Goodman Theatre’s vibrant production of Leonard Bernstein’s Wonderful Town recounts a tale as old as time: two sisters migrate from the countryside to the big city in the hopes of becoming stars. What follows are a series of hijinks and love triangles riddled with the underlying message that together, we can do anything. Renowned director Mary Zimmerman does a terrific job at transforming this coming-of-age story into a delightful production.
The two Sherwood sisters, Ruth (Bri Sudia) and Eileen (Lauren Molina), hit the town with big dreams and even bigger plans. Wonderful Town stars Ruth, a big-boned brunette who is constantly reminded by others of her sister’s beauty. Eileen,the petite blonde who captures the heart and attention of anyone she encounters. I was slightly disheartened to see these common stereotypes play out during the show and would have preferred to see a less clichéd casting choice. However, both Sudia and Molina used these unoriginal physical roles to their advantage and were able to showcase their talents. Sudia deftly portrayed Ruth as full of angst, frustration, and the determination of a girl willing to reach her goals.

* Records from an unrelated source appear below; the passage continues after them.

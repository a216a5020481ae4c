//! # Amount Policy and Range
//!
//! An [`AmountPolicy`] says *how* a mint or burn magnitude is judged (exact
//! fixed amount, or inside a range) and whether the administrator must
//! co-sign. An [`AmountRange`] carries the numbers it is judged against.
//!
//! ## Invariants
//!
//! - Policy: exactly one of `fixed_amount` / `ranged_amount` is set.
//! - Range: `min_amount < max_amount`, strictly. `fixed_amount` is stored
//!   whatever the active mode is.

use serde::{Deserialize, Serialize};

use zkt_core::{StateWord, ValidationError};

use crate::bitfield::Flags;

/// How mint/burn magnitudes are judged for one amount operation.
#[derive(Debug, Clone, Copy, PartialEq, Eq, Hash, Serialize, Deserialize)]
pub struct AmountPolicy {
    /// No administrator co-signature is required.
    pub unauthorized: bool,
    /// The magnitude must equal `AmountRange::fixed_amount`.
    pub fixed_amount: bool,
    /// The magnitude must lie in `[min_amount, max_amount]`.
    pub ranged_amount: bool,
}

impl AmountPolicy {
    /// Fixed-amount policy.
    pub fn fixed(unauthorized: bool) -> Self {
        Self {
            unauthorized,
            fixed_amount: true,
            ranged_amount: false,
        }
    }

    /// Ranged-amount policy.
    pub fn ranged(unauthorized: bool) -> Self {
        Self {
            unauthorized,
            fixed_amount: false,
            ranged_amount: true,
        }
    }

    /// Fails with `InvalidPolicy` unless exactly one mode flag is set.
    pub fn validate(&self) -> Result<(), ValidationError> {
        if self.fixed_amount == self.ranged_amount {
            return Err(ValidationError::InvalidPolicy {
                fixed_amount: self.fixed_amount,
                ranged_amount: self.ranged_amount,
            });
        }
        Ok(())
    }
}

impl Flags<3> for AmountPolicy {
    fn to_flags(&self) -> [bool; 3] {
        [self.unauthorized, self.fixed_amount, self.ranged_amount]
    }

    fn from_flags(flags: [bool; 3]) -> Self {
        let [unauthorized, fixed_amount, ranged_amount] = flags;
        Self {
            unauthorized,
            fixed_amount,
            ranged_amount,
        }
    }
}

/// Selects one field of an [`AmountRange`] for a field-level update.
#[derive(Debug, Clone, Copy, PartialEq, Eq, Serialize, Deserialize)]
#[serde(rename_all = "snake_case")]
pub enum RangeField {
    /// `fixed_amount`.
    FixedAmount,
    /// `min_amount`.
    MinAmount,
    /// `max_amount`.
    MaxAmount,
}

/// Caller-supplied values for [`AmountRange::create`].
#[derive(Debug, Clone, Copy, Default, PartialEq, Eq, Serialize, Deserialize)]
pub struct RangeOverrides {
    /// Exact amount, allowed only with a fixed policy.
    #[serde(default)]
    pub fixed_amount: Option<u64>,
    /// Lower bound, allowed only with a ranged policy.
    #[serde(default)]
    pub min_amount: Option<u64>,
    /// Upper bound, allowed only with a ranged policy.
    #[serde(default)]
    pub max_amount: Option<u64>,
}

/// Amount parameters for one amount operation.
#[derive(Debug, Clone, Copy, PartialEq, Eq, Hash, Serialize, Deserialize)]
pub struct AmountRange {
    /// Exact magnitude accepted under a fixed policy.
    pub fixed_amount: u64,
    /// Smallest magnitude accepted under a ranged policy.
    pub min_amount: u64,
    /// Largest magnitude accepted under a ranged policy.
    pub max_amount: u64,
}

impl AmountRange {
    /// Base values that [`AmountRange::create`] starts from.
    pub const DEFAULT: AmountRange = AmountRange {
        fixed_amount: 200,
        min_amount: 1,
        max_amount: 1000,
    };

    const FIXED_LANE: usize = 0;
    const MIN_LANE: usize = 1;
    const MAX_LANE: usize = 2;

    /// Fails with `InvalidRange` unless `min_amount < max_amount`.
    pub fn validate(&self) -> Result<(), ValidationError> {
        if self.min_amount >= self.max_amount {
            return Err(ValidationError::InvalidRange {
                min_amount: self.min_amount,
                max_amount: self.max_amount,
            });
        }
        Ok(())
    }

    /// Build a range for `policy` from [`AmountRange::DEFAULT`] plus the
    /// fields the policy's mode allows the caller to supply.
    ///
    /// A fixed policy accepts only `fixed_amount`; a ranged policy accepts
    /// only `min_amount` and `max_amount`. Anything else is
    /// `InvalidPolicyData`.
    pub fn create(policy: &AmountPolicy, overrides: RangeOverrides) -> Result<Self, ValidationError> {
        policy.validate()?;
        let mut range = Self::DEFAULT;
        if policy.fixed_amount {
            if overrides.min_amount.is_some() || overrides.max_amount.is_some() {
                return Err(ValidationError::InvalidPolicyData(
                    "a fixed-amount policy accepts only fixed_amount".to_string(),
                ));
            }
            if let Some(fixed) = overrides.fixed_amount {
                range.fixed_amount = fixed;
            }
        } else {
            if overrides.fixed_amount.is_some() {
                return Err(ValidationError::InvalidPolicyData(
                    "a ranged-amount policy accepts only min_amount and max_amount".to_string(),
                ));
            }
            if let Some(min) = overrides.min_amount {
                range.min_amount = min;
            }
            if let Some(max) = overrides.max_amount {
                range.max_amount = max;
            }
        }
        range.validate()?;
        Ok(range)
    }

    /// Return a copy with `field` replaced, validated as a whole.
    pub fn with_field(&self, field: RangeField, value: u64) -> Result<Self, ValidationError> {
        let mut next = *self;
        match field {
            RangeField::FixedAmount => next.fixed_amount = value,
            RangeField::MinAmount => next.min_amount = value,
            RangeField::MaxAmount => next.max_amount = value,
        }
        next.validate()?;
        Ok(next)
    }

    /// Replace `fixed_amount`. On failure `self` is unchanged.
    pub fn set_fixed_amount(&mut self, value: u64) -> Result<(), ValidationError> {
        *self = self.with_field(RangeField::FixedAmount, value)?;
        Ok(())
    }

    /// Replace `min_amount`. On failure `self` is unchanged.
    pub fn set_min_amount(&mut self, value: u64) -> Result<(), ValidationError> {
        *self = self.with_field(RangeField::MinAmount, value)?;
        Ok(())
    }

    /// Replace `max_amount`. On failure `self` is unchanged.
    pub fn set_max_amount(&mut self, value: u64) -> Result<(), ValidationError> {
        *self = self.with_field(RangeField::MaxAmount, value)?;
        Ok(())
    }

    /// Whether `magnitude` equals the fixed amount.
    pub fn is_fixed(&self, magnitude: u64) -> bool {
        magnitude == self.fixed_amount
    }

    /// Whether `magnitude` lies in `[min_amount, max_amount]`.
    pub fn is_in_range(&self, magnitude: u64) -> bool {
        self.min_amount <= magnitude && magnitude <= self.max_amount
    }

    /// Encode as three 64-bit lanes.
    pub fn to_word(&self) -> StateWord {
        StateWord::ZERO
            .with_lane(Self::FIXED_LANE, self.fixed_amount)
            .with_lane(Self::MIN_LANE, self.min_amount)
            .with_lane(Self::MAX_LANE, self.max_amount)
    }

    /// Decode from three 64-bit lanes. The result is not validated.
    pub fn from_word(word: &StateWord) -> Self {
        Self {
            fixed_amount: word.lane(Self::FIXED_LANE),
            min_amount: word.lane(Self::MIN_LANE),
            max_amount: word.lane(Self::MAX_LANE),
        }
    }
}

#[cfg(test)]
mod tests {
    use super::*;
    use proptest::prelude::*;

    #[test]
    fn policy_validation_truth_table() {
        for (fixed, ranged, ok) in [
            (false, false, false),
            (true, false, true),
            (false, true, true),
            (true, true, false),
        ] {
            for unauthorized in [false, true] {
                let p = AmountPolicy {
                    unauthorized,
                    fixed_amount: fixed,
                    ranged_amount: ranged,
                };
                assert_eq!(p.validate().is_ok(), ok, "fixed={fixed} ranged={ranged}");
            }
        }
    }

    #[test]
    fn range_boundary() {
        let max = 1000;
        let accept = AmountRange { fixed_amount: 0, min_amount: max - 1, max_amount: max };
        let reject = AmountRange { fixed_amount: 0, min_amount: max, max_amount: max };
        assert!(accept.validate().is_ok());
        assert_eq!(
            reject.validate(),
            Err(ValidationError::InvalidRange { min_amount: max, max_amount: max })
        );
    }

    #[test]
    fn create_fixed_accepts_only_fixed_amount() {
        let policy = AmountPolicy::fixed(true);
        let r = AmountRange::create(&policy, RangeOverrides { fixed_amount: Some(200), ..Default::default() }).unwrap();
        assert_eq!(r.fixed_amount, 200);
        let err = AmountRange::create(&policy, RangeOverrides { min_amount: Some(5), ..Default::default() });
        assert!(matches!(err, Err(ValidationError::InvalidPolicyData(_))));
    }

    #[test]
    fn create_ranged_accepts_only_bounds() {
        let policy = AmountPolicy::ranged(false);
        let r = AmountRange::create(
            &policy,
            RangeOverrides { min_amount: Some(0), max_amount: Some(1000), ..Default::default() },
        )
        .unwrap();
        assert_eq!((r.min_amount, r.max_amount), (0, 1000));
        assert_eq!(r.fixed_amount, AmountRange::DEFAULT.fixed_amount);
        let err = AmountRange::create(&policy, RangeOverrides { fixed_amount: Some(1), ..Default::default() });
        assert!(matches!(err, Err(ValidationError::InvalidPolicyData(_))));
    }

    #[test]
    fn create_rejects_invalid_policy_and_bounds() {
        let bad = AmountPolicy { unauthorized: false, fixed_amount: true, ranged_amount: true };
        assert!(matches!(
            AmountRange::create(&bad, RangeOverrides::default()),
            Err(ValidationError::InvalidPolicy { .. })
        ));
        let err = AmountRange::create(
            &AmountPolicy::ranged(false),
            RangeOverrides { min_amount: Some(10), max_amount: Some(5), ..Default::default() },
        );
        assert!(matches!(err, Err(ValidationError::InvalidRange { .. })));
    }

    #[test]
    fn setter_rejects_and_leaves_struct_untouched() {
        let mut r = AmountRange { fixed_amount: 5, min_amount: 10, max_amount: 20 };
        assert!(r.set_min_amount(20).is_err());
        assert_eq!(r, AmountRange { fixed_amount: 5, min_amount: 10, max_amount: 20 });
        assert!(r.set_max_amount(9).is_err());
        assert_eq!(r.max_amount, 20);
        r.set_max_amount(30).unwrap();
        r.set_fixed_amount(999).unwrap();
        assert_eq!(r, AmountRange { fixed_amount: 999, min_amount: 10, max_amount: 30 });
    }

    #[test]
    fn membership() {
        let r = AmountRange { fixed_amount: 200, min_amount: 0, max_amount: 1000 };
        assert!(r.is_fixed(200));
        assert!(!r.is_fixed(199));
        assert!(r.is_in_range(0) && r.is_in_range(1000));
        assert!(!r.is_in_range(1001));
    }

    proptest! {
        #[test]
        fn range_word_roundtrip(fixed in any::<u64>(), min in any::<u64>(), max in any::<u64>()) {
            let r = AmountRange { fixed_amount: fixed, min_amount: min, max_amount: max };
            prop_assert_eq!(AmountRange::from_word(&r.to_word()), r);
        }

        #[test]
        fn range_valid_iff_strictly_ordered(min in any::<u64>(), max in any::<u64>()) {
            let r = AmountRange { fixed_amount: 0, min_amount: min, max_amount: max };
            prop_assert_eq!(r.validate().is_ok(), min < max);
        }
    }
}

Ruth embarks on her journey to become a published writer when she meets Robert Baker (Karl Hamilton), a publisher who believes in her work, and is willing to help. Hamilton plays the role of the cynical slightly dejected publisher, and even gets to show off the best of his singing skills in the second act. Eileen takes a slightly different path as she tries to become a famous singer. Instead, she meets her own set of love-stricken puppies all which can’t wait to be the one she calls her own. Molina shines with her nearly flawless portrayal of a naïve yet glee-loving gal. Frank Lippencott (Wade Elkins) is one of Eileen’s quirkiest conquests. Frank’s ever so-important job at the drugstore provides for great quick interactions showcasing what is best and greatest at the counter that day. Wonderful Town delves into more shenanigans with legal woes, impersonations and big breaks.
While these characters carry the majority of the show, the wildly talented ensemble truly ties the piece together. The choreography by Chicago native Alex Sanchez succeeds in blending a variety of eclectic and classical dance styles. Sanchez’s choreography is highlighted by the stunning costume design (Ana Kuzmanic). The vivid colors, patterns and shapes utilized by Kuzmanic not only beautifully capture the story, but also stay true to the style of the 1950s.
Apart from the actors, I have to say my favorite part of this musical was its unique and imaginative set designed by Todd Rosenthal. At various times during the show, the audience would actually be laughing at the props and sets used by the cast. From sets rising from the floor, to the detail in every backdrop, it was clear that Rosenthal’s intent was to keep audiences constantly engaged. With Zimmerman’s direction, alongside the musical direction of Doug Peck, Wonderful Town proves to be a great night out.
If you’re looking for a date night of high-caliber theater, I recommend swinging over to the Goodman Theatre.
Wonderful Town has been extended until October 23 with tickets priced at $25-$107. Performances are Tuesday-Sunday at the Goodman Theatre, 170 N. Dearborn St. Running time is 2 hours, 30 minutes, with one intermission.